In practice, you set the masked positions to -inf before the softmax, so they become zero in the attention weights:

def create_causal_mask(seq_len):
    # Upper triangular matrix of ones, then invert
    mask = torch.triu(torch.ones(seq_len, seq_len), diagonal=1).bool()
    return mask  # True = positions to mask out

def masked_attention_scores(scores, mask):
    scores = scores.masked_fill(mask, float('-inf'))
    return torch.softmax(scores, dim=-1)

Without this mask, position t=1 could attend to t=3 during training and just copy the correct answer. The model would learn nothing useful and completely fall apart at inference time when there are no future tokens to peek at. The mask enforces the causal property: each prediction can only depend on previously generated tokens.

Lower-triangular masking matrix showing which positions can attend to which, with 1s in the allowed region and 0s blocking future positions

Cross-Attention: The Bridge Between Encoder and Decoder

The second sub-layer in each decoder layer is where the encoder and decoder actually talk to each other. It works exactly like regular attention, with one key difference in where the queries, keys, and values come from:

Queries → from the decoder’s current state
Keys and Values → from the encoder’s final output

class CrossAttention(nn.Module):
    def __init__(self, d_model, num_heads):
        super().__init__()
        self.attention = nn.MultiheadAttention(d_model, num_heads, batch_first=True)

    def forward(self, decoder_state, encoder_output):
        # decoder_state provides queries
        # encoder_output provides keys and values
        attn_output, _ = self.attention(
            query=decoder_state,
            key=encoder_output,
            value=encoder_output
        )
        return attn_output

Here’s a concrete example. Say you’re translating “The dog ran fast” into German.
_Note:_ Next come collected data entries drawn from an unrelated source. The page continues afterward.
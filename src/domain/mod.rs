//! Domain layer: message segmentation and delivery outcomes.

pub mod delivery;
pub mod segments;

/// Returns the domain module name for smoke checks.
pub fn module_name() -> &'static str {
    "domain"
}
use serde_json::{Map, Value};

/// One inbound invocation: an operation name plus a string-keyed
/// argument bundle.
#[derive(Debug, Clone, PartialEq)]
pub struct MethodCall {
    pub method: String,
    pub args: Map<String, Value>,
}

impl MethodCall {
    pub fn new(method: impl Into<String>) -> Self {
        Self {
            method: method.into(),
            args: Map::new(),
        }
    }

    pub fn with_arg(mut self, key: impl Into<String>, value: impl Into<Value>) -> Self {
        self.args.insert(key.into(), value.into());
        self
    }

    /// The string argument under `key`, or None when it is absent, null,
    /// or not a string.
    pub fn string_arg(&self, key: &str) -> Option<&str> {
        self.args.get(key).and_then(Value::as_str)
    }
}

#[cfg(test)]
mod tests {
    use super::*;
    use serde_json::json;

    #[test]
    fn string_arg_returns_present_strings() {
        let call = MethodCall::new("sendSMS").with_arg("phoneNumber", "+15551234567");

        assert_eq!(call.string_arg("phoneNumber"), Some("+15551234567"));
    }

    #[test]
    fn string_arg_is_none_for_missing_keys() {
        let call = MethodCall::new("sendSMS");

        assert_eq!(call.string_arg("message"), None);
    }

    #[test]
    fn string_arg_is_none_for_null_values() {
        let call = MethodCall::new("sendSMS").with_arg("message", Value::Null);

        assert_eq!(call.string_arg("message"), None);
    }

    #[test]
    fn string_arg_is_none_for_non_string_values() {
        let call = MethodCall::new("sendSMS").with_arg("message", json!(42));

        assert_eq!(call.string_arg("message"), None);
    }
}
While generating the word “Hund” (dog), the decoder’s cross-attention layer fires a query that looks something like “what animal concept am I generating right now?” The encoder has already built a rich representation of every English word. The cross-attention mechanism will score the encoder’s representation of “dog” very highly, and “ran” and “fast” much lower. That focused signal is what steers the decoder toward outputting “Hund” at the right moment.
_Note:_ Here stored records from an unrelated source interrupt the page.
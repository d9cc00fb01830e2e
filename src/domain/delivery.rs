/// How an accepted message went out: as one transport unit or as an
/// ordered multipart sequence.
#[derive(Debug, Clone, Copy, PartialEq, Eq)]
pub enum Delivery {
    Single,
    Multipart { parts: usize },
}

impl Delivery {
    /// Confirmation line reported back over the method channel.
    pub fn confirmation(&self) -> String {
        match self {
            Delivery::Single => "SMS sent successfully".to_owned(),
            Delivery::Multipart { parts } => {
                format!("Multipart SMS sent successfully ({parts} parts)")
            }
        }
    }
}

#[cfg(test)]
mod tests {
    use super::*;

    #[test]
    fn single_delivery_confirmation_is_exact() {
        assert_eq!(Delivery::Single.confirmation(), "SMS sent successfully");
    }

    #[test]
    fn multipart_confirmation_includes_part_count() {
        assert_eq!(
            Delivery::Multipart { parts: 3 }.confirmation(),
            "Multipart SMS sent successfully (3 parts)"
        );
    }
}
This is the mechanism that makes translation — and more broadly, any sequence-to-sequence task — work. The decoder doesn’t have to independently reconstruct what the input meant; it can continuously query the encoder’s representations throughout the generation process.

Putting It Together

The full flow looks like this:

Encoder: Tokenize input → add positional encodings → run through 6 encoder layers (self-attention + FFN) in parallel → produce a rich set of context vectors, one per input token.
Decoder: Start with a <START> token → add positional encodings → run through 6 decoder layers (masked self-attention → cross-attention with encoder output → FFN) → predict the next token → repeat until <END>.

The encoder does its work once, upfront. The decoder runs N times, where N is the length of the output sequence. Every decoder step attends back to the same frozen encoder output.

Conclusion

The encoder/decoder split is elegant precisely because each half does one job well. The encoder is a parallel machine for building deep contextual representations. The decoder is a careful, step-by-step generator that respects causality through masking and stays grounded in the source through cross-attention. Residual connections and layer norm keep the whole stack trainable at depth, and positional encodings give a fundamentally order-agnostic architecture the information it needs to reason about sequence structure. Once you see how these pieces fit together, the rest of the Transformer — and most of what’s been built on top of it — starts to make a lot more sense.